IMMUNOCYTOCHEMICAL IDENTIFICATION OF PRIMARY OLFACTORY AFFERENTS IN RAINBOW-TROUT

We have used a combination of techniques to analyze the primary olfactory projection in trout: anterograde tract tracing with horseradish peroxidase (HRP) and immunocytochemistry with antisera to olfactory marker protein (OMP) and to keyhole limpet hemocyanin (KLH). HRP labeling and the OMP antiserum revealed a subset of ciliated receptor neurons with a wide dendrite that lacked the protruding knob found on other receptor neurons. The organization of the primary olfactory axons was clearly revealed by antisera to KLH, which reacted with no other neurons. When visualized with anti-KLH, fascicles of olfactory axons penetrated the basal lamina of the olfactory rosette at scattered sites and converged to form the olfactory nerve. Fascicles within the olfactory nerve traveled parallel to the long axis of the nerve until resorted by extensive intermixing as they entered the olfactory bulb. Within the olfactory bulb, most axons terminated in nine discrete terminal fields in the glomerular layer; however, a few olfactory nerve axons projected into the ventral medial telencephalon. Fascicles supplying each terminal field in the glomerular layer followed distinctive trajectories within the olfactory nerve layer.
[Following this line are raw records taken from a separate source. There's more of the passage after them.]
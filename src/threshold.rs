//! Threshold expressions
//!
//! A threshold decides whether an observed value should raise an alert. Two
//! spellings are accepted:
//!
//! * comparisons: `> 5`, `>=5`, `< 1`, `<= 1`, `== 0`, `!= 0`. The threshold
//!   alerts when the comparison holds for the observed value.
//! * Nagios ranges: `[@]start:end`. `10` means `0:10`, `10:` means ten to
//!   infinity and `~:10` means negative infinity to ten. The threshold alerts
//!   when the value is *outside* the range, or inside it if the range starts
//!   with `@`.
//!
//! ```
//! use elk_plugins::threshold::Threshold;
//!
//! let crit: Threshold = ">0".parse().unwrap();
//! assert!(crit.evaluate(4.0));
//! assert!(!crit.evaluate(0.0));
//!
//! let crit: Threshold = "5".parse().unwrap();
//! assert!(crit.evaluate(10.0));
//! assert!(!crit.evaluate(3.0));
//! ```

use std::fmt;
use std::str::FromStr;

use thiserror::Error;

#[derive(Debug, Error, PartialEq, Eq)]
pub enum ThresholdError {
    #[error("empty threshold")]
    Empty,
    #[error("couldn't parse a number from '{0}'")]
    InvalidNumber(String),
    #[error("range start {start} is greater than its end {end}")]
    InvertedRange { start: String, end: String },
}

#[derive(Clone, Copy, Debug, PartialEq, Eq)]
pub enum Operator {
    Lt,
    Le,
    Gt,
    Ge,
    Eq,
    Ne,
}

impl Operator {
    // longest first, so that `>=` is not read as `>`
    const ALL: [(&'static str, Operator); 6] = [
        ("<=", Operator::Le),
        (">=", Operator::Ge),
        ("==", Operator::Eq),
        ("!=", Operator::Ne),
        ("<", Operator::Lt),
        (">", Operator::Gt),
    ];

    fn as_str(self) -> &'static str {
        match self {
            Operator::Lt => "<",
            Operator::Le => "<=",
            Operator::Gt => ">",
            Operator::Ge => ">=",
            Operator::Eq => "==",
            Operator::Ne => "!=",
        }
    }

    /// Note: counts arrive as f64 and are compared exactly; thresholds are
    /// whole numbers in practice so there's no epsilon.
    fn holds(self, value: f64, threshold: f64) -> bool {
        match self {
            Operator::Lt => value < threshold,
            Operator::Le => value <= threshold,
            Operator::Gt => value > threshold,
            Operator::Ge => value >= threshold,
            Operator::Eq => value == threshold,
            Operator::Ne => value != threshold,
        }
    }
}

/// A parsed threshold expression
#[derive(Clone, Copy, Debug, PartialEq)]
pub enum Threshold {
    Compare {
        operator: Operator,
        value: f64,
    },
    Range {
        start: f64,
        end: f64,
        /// Alert when inside the range (`@start:end`)
        inside: bool,
    },
}

impl Threshold {
    /// Whether `value` violates this threshold
    pub fn evaluate(&self, value: f64) -> bool {
        match *self {
            Threshold::Compare { operator, value: t } => operator.holds(value, t),
            Threshold::Range { start, end, inside } => {
                let within = start <= value && value <= end;
                within == inside
            }
        }
    }
}

impl FromStr for Threshold {
    type Err = ThresholdError;

    fn from_str(raw: &str) -> Result<Threshold, ThresholdError> {
        let raw = raw.trim();
        if raw.is_empty() {
            return Err(ThresholdError::Empty);
        }

        if let Some(&(prefix, operator)) = Operator::ALL.iter().find(|(op, _)| raw.starts_with(op)) {
            let value = parse_number(raw[prefix.len()..].trim())?;
            return Ok(Threshold::Compare { operator, value });
        }

        let (inside, range) = match raw.strip_prefix('@') {
            Some(rest) => (true, rest),
            None => (false, raw),
        };

        let (start, end) = match range.find(':') {
            Some(idx) => {
                let start = match &range[..idx] {
                    "~" => f64::NEG_INFINITY,
                    "" => 0.0,
                    s => parse_number(s)?,
                };
                let end = match &range[idx + 1..] {
                    "" => f64::INFINITY,
                    s => parse_number(s)?,
                };
                (start, end)
            }
            None => (0.0, parse_number(range)?),
        };

        if start > end {
            return Err(ThresholdError::InvertedRange {
                start: start.to_string(),
                end: end.to_string(),
            });
        }
        Ok(Threshold::Range { start, end, inside })
    }
}

fn parse_number(s: &str) -> Result<f64, ThresholdError> {
    s.parse::<f64>()
        .ok()
        .filter(|v| !v.is_nan())
        .ok_or_else(|| ThresholdError::InvalidNumber(s.to_owned()))
}

impl fmt::Display for Threshold {
    fn fmt(&self, f: &mut fmt::Formatter) -> fmt::Result {
        match *self {
            Threshold::Compare { operator, value } => write!(f, "{} {}", operator.as_str(), value),
            Threshold::Range { start, end, inside } => {
                if inside {
                    f.write_str("@")?;
                }
                if start == f64::NEG_INFINITY {
                    f.write_str("~")?;
                } else {
                    write!(f, "{}", start)?;
                }
                f.write_str(":")?;
                if end != f64::INFINITY {
                    write!(f, "{}", end)?;
                }
                Ok(())
            }
        }
    }
}

#[cfg(test)]
mod test {
    use super::*;

    fn t(s: &str) -> Threshold {
        s.parse().unwrap()
    }

    #[test]
    fn comparisons() {
        assert!(t(">0").evaluate(4.0));
        assert!(!t(">0").evaluate(0.0));
        assert!(t(">= 5").evaluate(5.0));
        assert!(t("<1").evaluate(0.0));
        assert!(!t("<=1").evaluate(2.0));
        assert!(t("== 0").evaluate(0.0));
        assert!(t("!=0").evaluate(3.0));
    }

    #[test]
    fn two_character_operators_are_not_split() {
        assert_eq!(
            t(">=10"),
            Threshold::Compare {
                operator: Operator::Ge,
                value: 10.0
            }
        );
    }

    #[test]
    fn bare_number_is_zero_to_n() {
        let crit = t("5");
        assert!(crit.evaluate(10.0));
        assert!(!crit.evaluate(3.0));
        assert!(!crit.evaluate(5.0));
        assert!(crit.evaluate(-1.0));
    }

    #[test]
    fn open_ranges() {
        assert!(t("10:").evaluate(9.0));
        assert!(!t("10:").evaluate(1e9));
        assert!(t("~:10").evaluate(11.0));
        assert!(!t("~:10").evaluate(-1e9));
    }

    #[test]
    fn inside_and_outside_ranges() {
        assert!(t("10:20").evaluate(5.0));
        assert!(!t("10:20").evaluate(15.0));
        assert!(t("@10:20").evaluate(15.0));
        assert!(!t("@10:20").evaluate(25.0));
    }

    #[test]
    fn evaluation_is_repeatable() {
        let crit = t(">5");
        for _ in 0..3 {
            assert!(crit.evaluate(10.0));
            assert!(!crit.evaluate(3.0));
        }
    }

    #[test]
    fn parse_errors() {
        assert_eq!("".parse::<Threshold>(), Err(ThresholdError::Empty));
        assert_eq!(
            ">lots".parse::<Threshold>(),
            Err(ThresholdError::InvalidNumber("lots".into()))
        );
        assert_eq!(
            "a:b".parse::<Threshold>(),
            Err(ThresholdError::InvalidNumber("a".into()))
        );
        assert!(matches!(
            "20:10".parse::<Threshold>(),
            Err(ThresholdError::InvertedRange { .. })
        ));
        assert!("NaN".parse::<Threshold>().is_err());
    }

    #[test]
    fn display_reads_back() {
        for s in &["> 5", "10:20", "@10:20", "~:3", "4:"] {
            assert_eq!(t(s).to_string(), *s);
            assert_eq!(t(&t(s).to_string()), t(s));
        }
    }
}
//! Report rendering: summary counts, issues grouped by region, ranked actions.
//!
//! [`render`] is pure. Persisting a report is left to callers.

use std::fmt::Write as _;

use serde::{Deserialize, Serialize};

use crate::aggregator::{Aggregation, DegradedRegion, RegionFault, UnavailableRegion};
use crate::catalog::RegionCatalog;
use crate::domain::issue::{DiffIssue, Severity};
use crate::prioritizer::PriorityEntry;

#[derive(Debug, Clone, Default, PartialEq, Eq, Serialize, Deserialize)]
pub struct Summary {
    pub critical: usize,
    pub moderate: usize,
    pub minor: usize,
    pub total: usize,
    /// Regions with an image on both sides.
    pub compared_regions: usize,
    pub unavailable_regions: usize,
    pub degraded_regions: usize,
    pub faults: usize,
}

impl Summary {
    pub fn count(&self, severity: Severity) -> usize {
        match severity {
            Severity::Critical => self.critical,
            Severity::Moderate => self.moderate,
            Severity::Minor => self.minor,
        }
    }

    /// Nothing differs and nothing was missing.
    pub fn is_clean(&self) -> bool {
        self.total == 0 && self.unavailable_regions == 0 && self.faults == 0
    }
}

/// Issues of a single region, in emission order.
#[derive(Debug, Clone, PartialEq, Serialize, Deserialize)]
pub struct RegionIssues {
    pub region: String,
    pub issues: Vec<DiffIssue>,
}

#[derive(Debug, Clone, PartialEq, Serialize, Deserialize)]
pub struct Report {
    pub summary: Summary,
    pub issues: Vec<RegionIssues>,
    pub priorities: Vec<PriorityEntry>,
    #[serde(default, skip_serializing_if = "Vec::is_empty")]
    pub unavailable: Vec<UnavailableRegion>,
    #[serde(default, skip_serializing_if = "Vec::is_empty")]
    pub degraded: Vec<DegradedRegion>,
    #[serde(default, skip_serializing_if = "Vec::is_empty")]
    pub faults: Vec<RegionFault>,
}

/// Build the report for one run.
///
/// Regions are listed in catalog order; regions without issues are omitted
/// from `issues`.
pub fn render(
    catalog: &RegionCatalog,
    aggregation: &Aggregation,
    priorities: Vec<PriorityEntry>,
) -> Report {
    let mut summary = Summary {
        compared_regions: aggregation.compared,
        unavailable_regions: aggregation.unavailable.len(),
        faults: aggregation.faults.len(),
        ..Summary::default()
    };
    let mut degraded_names: Vec<&str> = aggregation
        .degraded
        .iter()
        .map(|d| d.region.as_str())
        .collect();
    degraded_names.dedup();
    summary.degraded_regions = degraded_names.len();

    for issue in &aggregation.issues {
        match issue.severity {
            Severity::Critical => summary.critical += 1,
            Severity::Moderate => summary.moderate += 1,
            Severity::Minor => summary.minor += 1,
        }
    }
    summary.total = aggregation.issues.len();

    let issues = catalog
        .names()
        .filter_map(|region| {
            let issues: Vec<DiffIssue> = aggregation
                .issues
                .iter()
                .filter(|i| i.region == region)
                .cloned()
                .collect();
            (!issues.is_empty()).then(|| RegionIssues {
                region: region.to_string(),
                issues,
            })
        })
        .collect();

    Report {
        summary,
        issues,
        priorities,
        unavailable: aggregation.unavailable.clone(),
        degraded: aggregation.degraded.clone(),
        faults: aggregation.faults.clone(),
    }
}

impl Report {
    /// Render the report as a Markdown action list.
    pub fn render_markdown(&self) -> String {
        let s = &self.summary;
        let mut md = String::from("# Visual Diff Report\n\n## Summary\n\n");
        let _ = writeln!(md, "| Critical | Moderate | Minor | Total |");
        let _ = writeln!(md, "|---|---|---|---|");
        let _ = writeln!(
            md,
            "| {} | {} | {} | {} |\n",
            s.critical, s.moderate, s.minor, s.total
        );
        let _ = writeln!(
            md,
            "- compared regions: {}\n- unavailable regions: {}\n- degraded regions: {}\n- faults: {}",
            s.compared_regions, s.unavailable_regions, s.degraded_regions, s.faults
        );

        md.push_str("\n## Ranked Actions\n\n");
        if self.priorities.is_empty() {
            md.push_str("nothing to fix\n");
        }
        for p in &self.priorities {
            let _ = writeln!(
                md,
                "{}. **{}**: impact {} ({} issue(s), severity weight {} x usage {})",
                p.rank, p.region, p.total_impact, p.issue_count, p.severity_weight, p.usage_weight
            );
        }

        md.push_str("\n## Issues by Region\n");
        for group in &self.issues {
            let _ = writeln!(md, "\n### {}\n", group.region);
            for issue in &group.issues {
                let _ = writeln!(
                    md,
                    "- [{}] {}\n  - fix: {}",
                    issue.severity,
                    issue.headline(),
                    issue.suggestion
                );
            }
        }

        if !self.unavailable.is_empty() {
            md.push_str("\n## Unavailable Regions\n\n");
            for u in &self.unavailable {
                let _ = writeln!(md, "- `{}`: {}", u.region, u.reason);
            }
        }
        if !self.degraded.is_empty() {
            md.push_str("\n## Degraded Captures\n\n");
            for d in &self.degraded {
                let _ = writeln!(md, "- `{}` ({}): {}", d.region, d.side, d.warnings.join("; "));
            }
        }
        if !self.faults.is_empty() {
            md.push_str("\n## Faults\n\n");
            for f in &self.faults {
                let _ = writeln!(md, "- `{}`: {:?}", f.region, f.kind);
            }
        }
        md
    }
}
Axons ending in two terminal fields made brush-like terminations rather than the glomerular terminations characteristic of the remaining seven fields. After unilateral olfactory nerve transection, returning olfactory axons reestablished the normal pattern of terminal fields within 14 weeks. It is likely that the organization of afferents in the trout olfactory bulb is similarly well regulated during normal receptor cell replacement.